Task data Start Marker

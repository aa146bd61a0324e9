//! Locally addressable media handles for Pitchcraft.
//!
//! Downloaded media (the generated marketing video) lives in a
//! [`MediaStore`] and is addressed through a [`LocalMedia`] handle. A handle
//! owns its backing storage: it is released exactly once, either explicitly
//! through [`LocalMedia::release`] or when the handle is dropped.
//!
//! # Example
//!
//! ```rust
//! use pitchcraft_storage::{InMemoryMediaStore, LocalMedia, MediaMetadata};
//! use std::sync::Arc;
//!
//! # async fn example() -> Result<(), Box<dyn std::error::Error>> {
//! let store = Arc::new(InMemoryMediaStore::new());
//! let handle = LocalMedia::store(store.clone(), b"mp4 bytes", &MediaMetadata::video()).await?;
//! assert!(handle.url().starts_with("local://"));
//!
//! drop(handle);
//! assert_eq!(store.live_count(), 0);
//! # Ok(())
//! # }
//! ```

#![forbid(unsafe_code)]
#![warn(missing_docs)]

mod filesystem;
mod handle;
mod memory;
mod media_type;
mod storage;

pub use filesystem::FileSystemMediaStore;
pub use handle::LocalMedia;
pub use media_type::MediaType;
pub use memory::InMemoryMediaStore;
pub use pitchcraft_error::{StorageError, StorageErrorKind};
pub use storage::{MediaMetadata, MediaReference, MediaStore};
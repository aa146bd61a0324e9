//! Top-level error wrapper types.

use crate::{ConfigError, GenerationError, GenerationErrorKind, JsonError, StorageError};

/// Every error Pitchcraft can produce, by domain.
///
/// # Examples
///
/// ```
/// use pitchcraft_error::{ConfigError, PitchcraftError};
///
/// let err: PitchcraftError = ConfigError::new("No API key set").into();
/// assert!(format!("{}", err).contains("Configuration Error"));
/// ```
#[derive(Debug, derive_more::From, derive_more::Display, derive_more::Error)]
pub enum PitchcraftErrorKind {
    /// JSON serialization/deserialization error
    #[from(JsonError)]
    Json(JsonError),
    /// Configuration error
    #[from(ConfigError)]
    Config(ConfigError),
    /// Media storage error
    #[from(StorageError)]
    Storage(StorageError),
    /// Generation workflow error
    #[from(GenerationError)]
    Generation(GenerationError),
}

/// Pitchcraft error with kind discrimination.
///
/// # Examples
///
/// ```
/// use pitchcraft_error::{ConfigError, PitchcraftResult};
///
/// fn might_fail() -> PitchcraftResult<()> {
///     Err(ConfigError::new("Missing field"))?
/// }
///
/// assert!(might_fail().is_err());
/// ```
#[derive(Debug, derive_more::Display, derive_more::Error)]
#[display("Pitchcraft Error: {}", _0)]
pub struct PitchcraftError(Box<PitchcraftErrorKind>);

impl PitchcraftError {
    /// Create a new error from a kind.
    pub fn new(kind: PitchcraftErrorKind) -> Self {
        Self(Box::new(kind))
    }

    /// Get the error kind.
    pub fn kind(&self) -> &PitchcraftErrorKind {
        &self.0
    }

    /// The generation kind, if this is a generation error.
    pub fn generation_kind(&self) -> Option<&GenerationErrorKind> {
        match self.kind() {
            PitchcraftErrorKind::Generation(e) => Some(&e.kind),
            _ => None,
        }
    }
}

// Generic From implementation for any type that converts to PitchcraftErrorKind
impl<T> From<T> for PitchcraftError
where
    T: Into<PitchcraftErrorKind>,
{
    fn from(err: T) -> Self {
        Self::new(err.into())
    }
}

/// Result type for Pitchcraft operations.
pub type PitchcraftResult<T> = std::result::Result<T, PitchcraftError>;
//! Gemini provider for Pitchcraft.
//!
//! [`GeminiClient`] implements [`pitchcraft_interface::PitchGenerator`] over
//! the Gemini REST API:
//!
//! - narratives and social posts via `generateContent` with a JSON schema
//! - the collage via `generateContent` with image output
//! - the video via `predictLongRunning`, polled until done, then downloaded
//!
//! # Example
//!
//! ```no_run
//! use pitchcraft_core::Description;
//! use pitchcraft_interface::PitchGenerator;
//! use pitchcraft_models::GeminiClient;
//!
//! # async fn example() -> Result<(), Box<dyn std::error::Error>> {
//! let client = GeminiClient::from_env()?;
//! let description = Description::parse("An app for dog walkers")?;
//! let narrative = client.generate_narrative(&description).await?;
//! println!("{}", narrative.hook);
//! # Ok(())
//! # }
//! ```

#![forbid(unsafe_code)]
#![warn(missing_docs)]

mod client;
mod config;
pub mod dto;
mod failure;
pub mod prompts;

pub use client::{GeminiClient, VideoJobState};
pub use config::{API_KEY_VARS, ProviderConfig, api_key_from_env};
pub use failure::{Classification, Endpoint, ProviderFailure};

Task data End Marker

_Required work_. Your answer should consist of every line from the entries that holds "JsonError".

_Exercise solution_.
use crate::{ConfigError, GenerationError, GenerationErrorKind, JsonError, StorageError};
    #[from(JsonError)]
    Json(JsonError),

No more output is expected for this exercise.